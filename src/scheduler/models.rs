/*!
 * Job models and DTOs.
 *
 * A `Job` is owned by the scheduler; callers only ever see cloned
 * snapshots or the smaller `JobStatusReport`.
 */

use chrono::{DateTime, Utc};
use serde::{Deserialize, Serialize};
use std::fmt;

use crate::app_config::EngineKind;
use crate::errors::SchedulerError;

/// Job lifecycle status
#[derive(Debug, Clone, Copy, PartialEq, Eq, Hash, Serialize, Deserialize)]
#[serde(rename_all = "snake_case")]
pub enum JobStatus {
    /// Waiting for a worker slot
    Queued,
    /// A worker is translating it
    Processing,
    /// Every chapter has a translated text
    Completed,
    /// Orchestration failed; see `error_message`
    Failed,
    /// Removed from the queue before it started
    Cancelled,
}

impl JobStatus {
    /// Whether the job will never change again
    pub fn is_terminal(&self) -> bool {
        matches!(self, JobStatus::Completed | JobStatus::Failed | JobStatus::Cancelled)
    }

    /// snake_case name, as stored in the database
    pub fn as_str(&self) -> &'static str {
        match self {
            JobStatus::Queued => "queued",
            JobStatus::Processing => "processing",
            JobStatus::Completed => "completed",
            JobStatus::Failed => "failed",
            JobStatus::Cancelled => "cancelled",
        }
    }
}

impl fmt::Display for JobStatus {
    fn fmt(&self, f: &mut fmt::Formatter<'_>) -> fmt::Result {
        write!(f, "{}", self.as_str())
    }
}

impl std::str::FromStr for JobStatus {
    type Err = anyhow::Error;

    fn from_str(s: &str) -> Result<Self, Self::Err> {
        match s.to_lowercase().as_str() {
            "queued" => Ok(JobStatus::Queued),
            "processing" => Ok(JobStatus::Processing),
            "completed" => Ok(JobStatus::Completed),
            "failed" => Ok(JobStatus::Failed),
            "cancelled" => Ok(JobStatus::Cancelled),
            _ => Err(anyhow::anyhow!("Invalid job status: {}", s)),
        }
    }
}

/// Job priority; higher runs first
#[derive(Debug, Clone, Copy, Default, PartialEq, Eq, PartialOrd, Ord, Hash, Serialize, Deserialize)]
#[serde(try_from = "u8", into = "u8")]
pub enum Priority {
    Low = 1,
    #[default]
    Normal = 2,
    High = 3,
    Urgent = 4,
}

impl TryFrom<u8> for Priority {
    type Error = SchedulerError;

    fn try_from(value: u8) -> Result<Self, Self::Error> {
        match value {
            1 => Ok(Priority::Low),
            2 => Ok(Priority::Normal),
            3 => Ok(Priority::High),
            4 => Ok(Priority::Urgent),
            other => Err(SchedulerError::InvalidPriority(other)),
        }
    }
}

impl From<Priority> for u8 {
    fn from(priority: Priority) -> Self {
        priority as u8
    }
}

/// Status of one chunk
#[derive(Debug, Clone, Copy, PartialEq, Eq, Serialize, Deserialize)]
#[serde(rename_all = "snake_case")]
pub enum ChunkStatus {
    Pending,
    /// Translated by an engine
    Translated,
    /// Served from the cache
    Cached,
    /// Every engine failed; the original text was kept
    Degraded,
}

/// An engine-safe slice of a chapter
#[derive(Debug, Clone, PartialEq, Serialize, Deserialize)]
pub struct Chunk {
    pub job_id: String,
    /// Position within the chapter, contiguous from 0
    pub index: usize,
    pub source_text: String,
    pub translated_text: Option<String>,
    pub status: ChunkStatus,
}

impl Chunk {
    /// Create a pending chunk
    pub fn new(job_id: &str, index: usize, source_text: String) -> Self {
        Self {
            job_id: job_id.to_string(),
            index,
            source_text,
            translated_text: None,
            status: ChunkStatus::Pending,
        }
    }
}

/// One named chapter of a job
#[derive(Debug, Clone, PartialEq, Serialize, Deserialize)]
pub struct Chapter {
    pub name: String,
    pub source_text: String,
    /// Filled when the chapter is split by the worker
    #[serde(default)]
    pub chunks: Vec<Chunk>,
    pub translated_text: Option<String>,
}

impl Chapter {
    pub fn new(name: impl Into<String>, source_text: impl Into<String>) -> Self {
        Self {
            name: name.into(),
            source_text: source_text.into(),
            chunks: Vec::new(),
            translated_text: None,
        }
    }
}

/// Per-job options
#[derive(Debug, Clone, Default, PartialEq, Serialize, Deserialize)]
pub struct JobOptions {
    /// Replace quotes in the translated text with `―`
    #[serde(default)]
    pub replace_quotes: bool,
}

/// A translation job
#[derive(Debug, Clone, PartialEq, Serialize, Deserialize)]
pub struct Job {
    pub id: String,
    pub submitter_id: String,
    pub priority: Priority,
    pub source_language: String,
    pub target_language: String,
    pub engine: EngineKind,
    #[serde(default)]
    pub options: JobOptions,
    pub chapters: Vec<Chapter>,
    pub status: JobStatus,
    /// 0..=100, advanced after each chapter
    pub progress_percent: u8,
    pub created_at: DateTime<Utc>,
    pub updated_at: DateTime<Utc>,
    pub started_at: Option<DateTime<Utc>>,
    pub completed_at: Option<DateTime<Utc>>,
    pub error_message: Option<String>,
    /// Advisory processing time estimate
    pub estimated_seconds: f64,
}

impl Job {
    /// Create a queued job from a validated submission
    pub fn new(request: SubmitRequest, priority: Priority) -> Self {
        let now = Utc::now();
        Self {
            id: uuid::Uuid::new_v4().to_string(),
            submitter_id: request.submitter_id,
            priority,
            source_language: request.source_language,
            target_language: request.target_language,
            engine: request.engine,
            options: request.options,
            chapters: request
                .chapters
                .into_iter()
                .map(|(name, text)| Chapter::new(name, text))
                .collect(),
            status: JobStatus::Queued,
            progress_percent: 0,
            created_at: now,
            updated_at: now,
            started_at: None,
            completed_at: None,
            error_message: None,
            estimated_seconds: 0.0,
        }
    }

    /// Total size of all chapters in bytes
    pub fn total_bytes(&self) -> usize {
        self.chapters.iter().map(|c| c.source_text.len()).sum()
    }

    /// Number of chunks that kept their original text
    pub fn degraded_chunks(&self) -> usize {
        self.chapters
            .iter()
            .flat_map(|c| c.chunks.iter())
            .filter(|chunk| chunk.status == ChunkStatus::Degraded)
            .count()
    }

    /// `(name, translated_text)` per chapter, once completed
    pub fn result(&self) -> Option<Vec<(String, String)>> {
        if self.status != JobStatus::Completed {
            return None;
        }
        Some(
            self.chapters
                .iter()
                .map(|c| (c.name.clone(), c.translated_text.clone().unwrap_or_default()))
                .collect(),
        )
    }

    /// Status summary for callers
    pub fn status_report(&self) -> JobStatusReport {
        JobStatusReport {
            job_id: self.id.clone(),
            status: self.status,
            progress_percent: self.progress_percent,
            error_message: self.error_message.clone(),
            estimated_seconds: self.estimated_seconds,
        }
    }

    /// Move to a new status, stamping the relevant timestamps
    pub fn transition(&mut self, status: JobStatus) {
        let now = Utc::now();
        match status {
            JobStatus::Processing => self.started_at = Some(now),
            s if s.is_terminal() => self.completed_at = Some(now),
            _ => {}
        }
        self.status = status;
        self.updated_at = now;
    }

    /// Mark failed with a message
    pub fn fail(&mut self, message: impl Into<String>) {
        self.error_message = Some(message.into());
        self.transition(JobStatus::Failed);
    }
}

/// A submission to the scheduler
#[derive(Debug, Clone, PartialEq, Serialize, Deserialize)]
pub struct SubmitRequest {
    /// `(name, text)` per chapter, in order
    pub chapters: Vec<(String, String)>,
    /// 1..=4, validated at submission
    pub priority: u8,
    pub source_language: String,
    pub target_language: String,
    pub engine: EngineKind,
    pub submitter_id: String,
    #[serde(default)]
    pub options: JobOptions,
}

impl SubmitRequest {
    /// Normal-priority request using the default engine
    pub fn new(
        submitter_id: impl Into<String>,
        chapters: Vec<(String, String)>,
        source_language: impl Into<String>,
        target_language: impl Into<String>,
    ) -> Self {
        Self {
            chapters,
            priority: Priority::Normal.into(),
            source_language: source_language.into(),
            target_language: target_language.into(),
            engine: EngineKind::default(),
            submitter_id: submitter_id.into(),
            options: JobOptions::default(),
        }
    }

    pub fn with_priority(mut self, priority: u8) -> Self {
        self.priority = priority;
        self
    }

    pub fn with_engine(mut self, engine: EngineKind) -> Self {
        self.engine = engine;
        self
    }

    pub fn with_options(mut self, options: JobOptions) -> Self {
        self.options = options;
        self
    }
}

/// Progress summary of a job
#[derive(Debug, Clone, PartialEq, Serialize, Deserialize)]
pub struct JobStatusReport {
    pub job_id: String,
    pub status: JobStatus,
    pub progress_percent: u8,
    pub error_message: Option<String>,
    pub estimated_seconds: f64,
}

/// Counts per status plus slot usage
#[derive(Debug, Clone, Copy, Default, PartialEq, Eq, Serialize, Deserialize)]
pub struct QueueStats {
    pub queued: usize,
    pub processing: usize,
    pub completed: usize,
    pub failed: usize,
    pub cancelled: usize,
    pub worker_slots: usize,
    pub busy_slots: usize,
}

impl QueueStats {
    /// Count one job
    pub fn record(&mut self, status: JobStatus) {
        match status {
            JobStatus::Queued => self.queued += 1,
            JobStatus::Processing => self.processing += 1,
            JobStatus::Completed => self.completed += 1,
            JobStatus::Failed => self.failed += 1,
            JobStatus::Cancelled => self.cancelled += 1,
        }
    }

    /// Number of jobs counted
    pub fn total(&self) -> usize {
        self.queued + self.processing + self.completed + self.failed + self.cancelled
    }
}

REQUIREMENT: Using the records above, gather all lines where the string "Hash" is present.

TASK RESPONSE:
#[derive(Debug, Clone, Copy, PartialEq, Eq, Hash, Serialize, Deserialize)]
#[derive(Debug, Clone, Copy, Default, PartialEq, Eq, PartialOrd, Ord, Hash, Serialize, Deserialize)]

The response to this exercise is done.